Multifamily Forecast: Quarter Four
As the fourth quarter starts, and the weather finally cools off, it’s a good time to take a broad view of the multifamily market. I wanted to let you know what trends we seeing in a macro and micro sense.
2016 in Review:
According to Axiometrics, a leading multifamily data firm, in 2015 there was a national average rent hike of 4.5%. To close out the year in 2016, another very healthy increase is forecasted of 3.4%. These are national averages, with the Metros of NYC and San Fran flattening out the upper end of the rent hikes, as “A” market rents start to come back to Earth.
We put in the time and effort to know our sub-markets at a granular level. By scrutinizing these demographics and truly understanding the underlying economic reasons supporting our strategic market’s growth, this intimate knowledge gives us a competitive advantage, allowing us to move quickly when an opportunity arises.
Check out the growth stories in three of our markets, according to the US Census bureau:
- Savannah: With a population growth rate of 9.08% since 2010, REIS estimates a projected rent growth of 6.7% over the next three years.
- Cincinnati: In 2014/15 Cincinnati’s economic output grew by 2.5% – the 20th fastest in the US. Cincinnati has a diverse employment base and its shown strong growth in recent years.
- Charleston: The population is projected to grow by 8.5% over the next ten years, at a time when many southern cities are seeing very uneven growth (99% of growth occurring only in city-centers, like Charleston and Charlotte)
Forecast: 2016/17 and beyond
- To finish 2016 and through 2017, we expect to see 4.68 million jobs created nationally.

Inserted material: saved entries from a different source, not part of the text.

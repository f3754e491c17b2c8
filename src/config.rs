//! Supervisor configuration
//!
//! The service table was historically hard-coded in the startup script; here
//! it is an explicit struct handed to the supervisor at construction. A
//! `devup.yaml` in the working directory (or an explicit `--config` path)
//! overrides the built-in backend/frontend pair.

use crate::error::{SupervisorError, SupervisorResult};
use crate::{CONFIG_FILE_NAME, DEFAULT_BACKEND_PORT, DEFAULT_FRONTEND_PORT};
use serde::{Deserialize, Serialize};
use std::path::{Path, PathBuf};

/// One managed service: where it listens, how it is started, and from where.
#[derive(Debug, Clone, PartialEq, Eq, Serialize, Deserialize)]
pub struct ServiceSpec {
    /// Human-readable name used in progress lines
    pub name: String,
    /// TCP port the service will bind; reclaimed before launch
    pub port: u16,
    /// Command resolved through PATH
    pub command: String,
    /// Fixed argument list
    #[serde(default)]
    pub args: Vec<String>,
    /// Working directory for the child, relative paths resolved by the OS
    #[serde(default = "default_working_dir")]
    pub working_dir: PathBuf,
}

fn default_working_dir() -> PathBuf {
    PathBuf::from(".")
}

#[derive(Debug, Clone, PartialEq, Eq, Serialize, Deserialize)]
pub struct SupervisorConfig {
    pub services: Vec<ServiceSpec>,
}

impl Default for SupervisorConfig {
    fn default() -> Self {
        SupervisorConfig {
            services: vec![
                ServiceSpec {
                    name: "backend".to_string(),
                    port: DEFAULT_BACKEND_PORT,
                    command: "npm".to_string(),
                    args: vec!["run".to_string(), "dev:backend".to_string()],
                    working_dir: default_working_dir(),
                },
                ServiceSpec {
                    name: "frontend".to_string(),
                    port: DEFAULT_FRONTEND_PORT,
                    command: "npm".to_string(),
                    args: vec!["run".to_string(), "dev:frontend".to_string()],
                    working_dir: default_working_dir(),
                },
            ],
        }
    }
}

impl SupervisorConfig {
    /// Load configuration.
    ///
    /// With an explicit path the file must exist and parse. Without one,
    /// `devup.yaml` in the working directory is used when present, and the
    /// built-in defaults otherwise. A malformed file is always an error:
    /// config is the one surface the operator authored, so it is the one
    /// place the supervisor refuses to guess.
    pub fn load(path: Option<&Path>) -> SupervisorResult<Self> {
        match path {
            Some(explicit) => Self::from_file(explicit),
            None => {
                let implicit = PathBuf::from(CONFIG_FILE_NAME);
                if implicit.exists() {
                    Self::from_file(&implicit)
                } else {
                    Ok(Self::default())
                }
            }
        }
    }

    pub fn from_file(path: &Path) -> SupervisorResult<Self> {
        let raw = std::fs::read_to_string(path).map_err(|err| {
            SupervisorError::config_with_source("failed to read config file", path, err)
        })?;
        let config: SupervisorConfig = serde_yaml::from_str(&raw).map_err(|err| {
            SupervisorError::config_with_source("failed to parse config file", path, err)
        })?;
        if config.services.is_empty() {
            return Err(SupervisorError::config(
                "config declares no services",
                path,
            ));
        }
        Ok(config)
    }

    /// Ports to reclaim, in declaration order.
    pub fn ports(&self) -> Vec<u16> {
        self.services.iter().map(|svc| svc.port).collect()
    }
}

- There are 272,000 new apartment units slated to come online for 2017, most of them concentrated in Central Business Districts.
- The forecast is in 2017 for 2.1% rent growth. Not sexy, but steady as these new units are absorbed.
In 2018 we’re looking at another boom in demand, with forecasted rents to rise 3.6% as the building boom levels out. Although we should see a rise in household creation of about 1.4 – 1.5 million per year, home ownership is poised to remain at its lowest rate since 1964, supporting another push in demand for apartments.
Overall, we see a continuation of the fundamental demographics that make multifamily such an attractive alternative asset. We are close on the heels of some exciting opportunities for our investors.